## EXERCISE AIM
Go line by line through the data below and work out how many lines contain "operation"; the answer is that number alone.

## GIVEN ENTRIES
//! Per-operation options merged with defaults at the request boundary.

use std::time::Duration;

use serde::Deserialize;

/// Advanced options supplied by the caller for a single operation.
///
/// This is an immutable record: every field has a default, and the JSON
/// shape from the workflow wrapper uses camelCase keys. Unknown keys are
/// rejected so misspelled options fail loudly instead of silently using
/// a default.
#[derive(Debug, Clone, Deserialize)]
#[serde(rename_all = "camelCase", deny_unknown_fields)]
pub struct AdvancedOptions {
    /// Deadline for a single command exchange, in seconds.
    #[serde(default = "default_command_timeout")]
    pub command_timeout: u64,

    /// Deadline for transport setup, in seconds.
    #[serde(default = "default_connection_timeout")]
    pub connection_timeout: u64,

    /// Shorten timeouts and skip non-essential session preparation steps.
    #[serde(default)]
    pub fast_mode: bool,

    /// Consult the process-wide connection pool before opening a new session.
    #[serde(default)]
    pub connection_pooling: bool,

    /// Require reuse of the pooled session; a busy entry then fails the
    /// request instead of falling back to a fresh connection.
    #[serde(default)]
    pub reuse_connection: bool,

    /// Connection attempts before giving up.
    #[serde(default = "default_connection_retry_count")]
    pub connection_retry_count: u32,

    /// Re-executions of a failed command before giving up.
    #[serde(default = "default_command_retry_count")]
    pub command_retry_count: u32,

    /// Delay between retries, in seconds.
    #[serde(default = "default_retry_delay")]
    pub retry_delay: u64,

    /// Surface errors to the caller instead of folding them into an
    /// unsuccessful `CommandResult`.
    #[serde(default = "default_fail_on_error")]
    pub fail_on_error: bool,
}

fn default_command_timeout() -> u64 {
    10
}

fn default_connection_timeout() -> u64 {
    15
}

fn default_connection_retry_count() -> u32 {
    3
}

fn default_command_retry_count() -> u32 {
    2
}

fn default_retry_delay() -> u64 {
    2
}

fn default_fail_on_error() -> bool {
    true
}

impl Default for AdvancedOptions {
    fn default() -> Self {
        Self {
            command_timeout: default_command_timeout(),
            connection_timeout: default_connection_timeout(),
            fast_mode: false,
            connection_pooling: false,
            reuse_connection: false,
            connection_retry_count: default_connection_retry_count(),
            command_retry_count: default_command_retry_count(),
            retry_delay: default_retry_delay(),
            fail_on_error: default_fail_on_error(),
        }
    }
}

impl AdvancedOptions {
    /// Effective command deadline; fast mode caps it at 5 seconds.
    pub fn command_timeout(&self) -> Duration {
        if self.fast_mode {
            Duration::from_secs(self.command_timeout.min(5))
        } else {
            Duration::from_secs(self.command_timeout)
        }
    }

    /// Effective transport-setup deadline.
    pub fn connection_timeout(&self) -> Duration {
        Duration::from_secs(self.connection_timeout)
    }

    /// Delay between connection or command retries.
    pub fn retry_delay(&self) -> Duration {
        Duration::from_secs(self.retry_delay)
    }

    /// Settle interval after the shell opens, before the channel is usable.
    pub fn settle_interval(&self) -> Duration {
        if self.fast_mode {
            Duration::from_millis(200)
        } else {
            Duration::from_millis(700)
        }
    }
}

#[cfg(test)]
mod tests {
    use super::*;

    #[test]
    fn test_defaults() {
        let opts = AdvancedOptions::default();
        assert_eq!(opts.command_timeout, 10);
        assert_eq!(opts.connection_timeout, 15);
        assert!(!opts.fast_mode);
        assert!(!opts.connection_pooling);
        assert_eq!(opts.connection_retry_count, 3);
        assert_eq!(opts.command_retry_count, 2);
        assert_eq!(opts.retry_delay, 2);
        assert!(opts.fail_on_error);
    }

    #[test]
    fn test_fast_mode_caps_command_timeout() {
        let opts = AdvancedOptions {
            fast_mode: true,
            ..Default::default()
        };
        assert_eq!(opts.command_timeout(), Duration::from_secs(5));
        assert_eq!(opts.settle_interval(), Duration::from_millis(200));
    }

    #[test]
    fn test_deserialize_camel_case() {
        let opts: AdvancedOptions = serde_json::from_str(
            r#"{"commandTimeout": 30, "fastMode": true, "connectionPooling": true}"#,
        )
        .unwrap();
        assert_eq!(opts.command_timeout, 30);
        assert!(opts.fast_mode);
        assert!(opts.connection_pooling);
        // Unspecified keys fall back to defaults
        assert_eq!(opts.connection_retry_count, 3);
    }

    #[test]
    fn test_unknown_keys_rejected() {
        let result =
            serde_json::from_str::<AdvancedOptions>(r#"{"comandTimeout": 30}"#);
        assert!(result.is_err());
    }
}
...
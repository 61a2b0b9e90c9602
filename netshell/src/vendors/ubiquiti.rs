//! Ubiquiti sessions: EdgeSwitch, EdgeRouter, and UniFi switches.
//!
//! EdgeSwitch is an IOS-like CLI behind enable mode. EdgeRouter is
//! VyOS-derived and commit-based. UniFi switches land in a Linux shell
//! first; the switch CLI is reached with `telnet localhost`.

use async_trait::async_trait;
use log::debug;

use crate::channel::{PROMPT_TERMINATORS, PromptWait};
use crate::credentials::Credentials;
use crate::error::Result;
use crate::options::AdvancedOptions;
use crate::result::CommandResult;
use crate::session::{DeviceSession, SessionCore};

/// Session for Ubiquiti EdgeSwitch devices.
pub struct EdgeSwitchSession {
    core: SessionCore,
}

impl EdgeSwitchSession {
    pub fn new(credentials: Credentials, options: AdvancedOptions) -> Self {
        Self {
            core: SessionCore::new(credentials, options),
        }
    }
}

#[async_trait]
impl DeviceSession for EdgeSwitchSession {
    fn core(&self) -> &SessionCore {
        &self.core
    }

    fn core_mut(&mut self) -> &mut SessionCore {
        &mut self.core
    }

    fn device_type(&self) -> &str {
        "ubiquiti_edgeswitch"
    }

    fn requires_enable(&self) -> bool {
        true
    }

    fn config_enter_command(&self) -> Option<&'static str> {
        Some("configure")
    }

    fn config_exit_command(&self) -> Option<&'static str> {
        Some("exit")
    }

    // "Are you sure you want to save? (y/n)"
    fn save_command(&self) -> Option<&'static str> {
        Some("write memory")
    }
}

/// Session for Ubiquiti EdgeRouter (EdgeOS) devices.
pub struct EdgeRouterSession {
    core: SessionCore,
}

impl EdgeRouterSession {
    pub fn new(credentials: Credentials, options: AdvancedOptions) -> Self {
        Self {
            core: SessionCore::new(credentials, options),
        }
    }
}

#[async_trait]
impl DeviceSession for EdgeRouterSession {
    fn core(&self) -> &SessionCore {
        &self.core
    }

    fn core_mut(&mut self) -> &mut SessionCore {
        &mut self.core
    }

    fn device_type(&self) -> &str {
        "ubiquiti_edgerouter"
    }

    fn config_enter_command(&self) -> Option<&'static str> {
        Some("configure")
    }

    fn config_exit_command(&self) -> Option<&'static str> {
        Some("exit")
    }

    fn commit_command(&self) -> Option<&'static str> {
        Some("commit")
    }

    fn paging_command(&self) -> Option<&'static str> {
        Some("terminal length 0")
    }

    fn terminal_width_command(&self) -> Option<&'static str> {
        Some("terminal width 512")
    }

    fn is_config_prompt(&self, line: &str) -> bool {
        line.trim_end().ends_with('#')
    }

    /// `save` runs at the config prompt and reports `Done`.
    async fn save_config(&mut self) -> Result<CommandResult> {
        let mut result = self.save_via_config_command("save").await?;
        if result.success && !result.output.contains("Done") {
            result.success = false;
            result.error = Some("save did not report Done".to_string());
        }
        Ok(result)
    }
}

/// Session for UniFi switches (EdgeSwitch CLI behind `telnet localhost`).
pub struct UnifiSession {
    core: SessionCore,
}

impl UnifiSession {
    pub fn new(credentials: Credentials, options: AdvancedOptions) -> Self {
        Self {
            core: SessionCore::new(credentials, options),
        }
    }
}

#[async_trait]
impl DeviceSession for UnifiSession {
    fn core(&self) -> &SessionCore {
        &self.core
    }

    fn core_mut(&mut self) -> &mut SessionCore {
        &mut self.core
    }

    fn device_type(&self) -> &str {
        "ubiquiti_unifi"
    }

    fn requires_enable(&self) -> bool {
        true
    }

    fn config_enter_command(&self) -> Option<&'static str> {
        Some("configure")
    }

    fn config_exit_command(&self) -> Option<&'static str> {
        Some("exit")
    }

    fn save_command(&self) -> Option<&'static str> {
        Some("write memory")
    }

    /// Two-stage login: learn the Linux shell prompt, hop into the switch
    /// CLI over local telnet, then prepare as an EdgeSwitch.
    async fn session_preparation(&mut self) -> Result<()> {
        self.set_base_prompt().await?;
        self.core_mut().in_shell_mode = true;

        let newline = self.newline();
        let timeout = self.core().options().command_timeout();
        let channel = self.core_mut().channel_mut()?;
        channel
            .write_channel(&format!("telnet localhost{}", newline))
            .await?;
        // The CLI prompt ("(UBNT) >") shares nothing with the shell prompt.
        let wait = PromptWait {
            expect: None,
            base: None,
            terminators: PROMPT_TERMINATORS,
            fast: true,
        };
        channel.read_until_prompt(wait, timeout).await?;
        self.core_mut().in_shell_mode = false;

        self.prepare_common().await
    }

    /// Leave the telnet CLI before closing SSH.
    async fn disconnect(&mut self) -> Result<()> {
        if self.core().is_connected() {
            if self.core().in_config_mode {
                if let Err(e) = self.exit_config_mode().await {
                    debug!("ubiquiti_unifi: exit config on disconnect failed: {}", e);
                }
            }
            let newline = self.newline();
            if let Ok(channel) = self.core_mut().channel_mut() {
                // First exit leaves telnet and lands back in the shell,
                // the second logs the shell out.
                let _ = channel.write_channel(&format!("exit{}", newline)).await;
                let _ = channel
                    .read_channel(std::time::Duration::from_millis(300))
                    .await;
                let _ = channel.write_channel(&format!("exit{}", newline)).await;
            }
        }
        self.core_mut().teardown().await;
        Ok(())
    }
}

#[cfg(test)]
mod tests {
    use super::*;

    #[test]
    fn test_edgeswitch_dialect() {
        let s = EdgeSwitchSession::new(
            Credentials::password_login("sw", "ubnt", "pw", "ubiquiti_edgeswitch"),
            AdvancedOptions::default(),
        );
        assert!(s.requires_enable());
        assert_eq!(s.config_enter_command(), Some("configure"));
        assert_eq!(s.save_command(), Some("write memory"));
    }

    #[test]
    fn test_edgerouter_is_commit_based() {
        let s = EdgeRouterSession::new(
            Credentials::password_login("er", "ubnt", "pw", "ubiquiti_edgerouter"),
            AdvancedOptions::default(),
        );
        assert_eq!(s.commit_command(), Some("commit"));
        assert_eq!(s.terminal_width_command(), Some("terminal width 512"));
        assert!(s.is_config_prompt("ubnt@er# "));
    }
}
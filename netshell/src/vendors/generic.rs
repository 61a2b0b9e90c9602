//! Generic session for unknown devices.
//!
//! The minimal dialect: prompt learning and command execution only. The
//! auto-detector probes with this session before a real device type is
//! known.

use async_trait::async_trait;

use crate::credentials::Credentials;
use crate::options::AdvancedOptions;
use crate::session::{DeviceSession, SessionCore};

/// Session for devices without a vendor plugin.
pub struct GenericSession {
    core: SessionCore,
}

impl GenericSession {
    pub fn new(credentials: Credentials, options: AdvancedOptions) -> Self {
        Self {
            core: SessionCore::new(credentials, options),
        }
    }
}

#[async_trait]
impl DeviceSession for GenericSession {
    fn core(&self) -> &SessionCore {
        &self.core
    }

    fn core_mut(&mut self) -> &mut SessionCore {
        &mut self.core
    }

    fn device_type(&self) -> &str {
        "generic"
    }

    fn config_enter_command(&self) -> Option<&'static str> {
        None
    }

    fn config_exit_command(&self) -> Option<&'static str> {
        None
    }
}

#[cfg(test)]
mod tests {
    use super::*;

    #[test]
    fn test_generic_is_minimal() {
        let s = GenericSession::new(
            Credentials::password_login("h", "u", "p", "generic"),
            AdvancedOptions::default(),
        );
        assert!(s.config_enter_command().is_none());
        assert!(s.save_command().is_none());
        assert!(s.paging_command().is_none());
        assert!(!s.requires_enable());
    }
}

## YOUR SOLUTION
2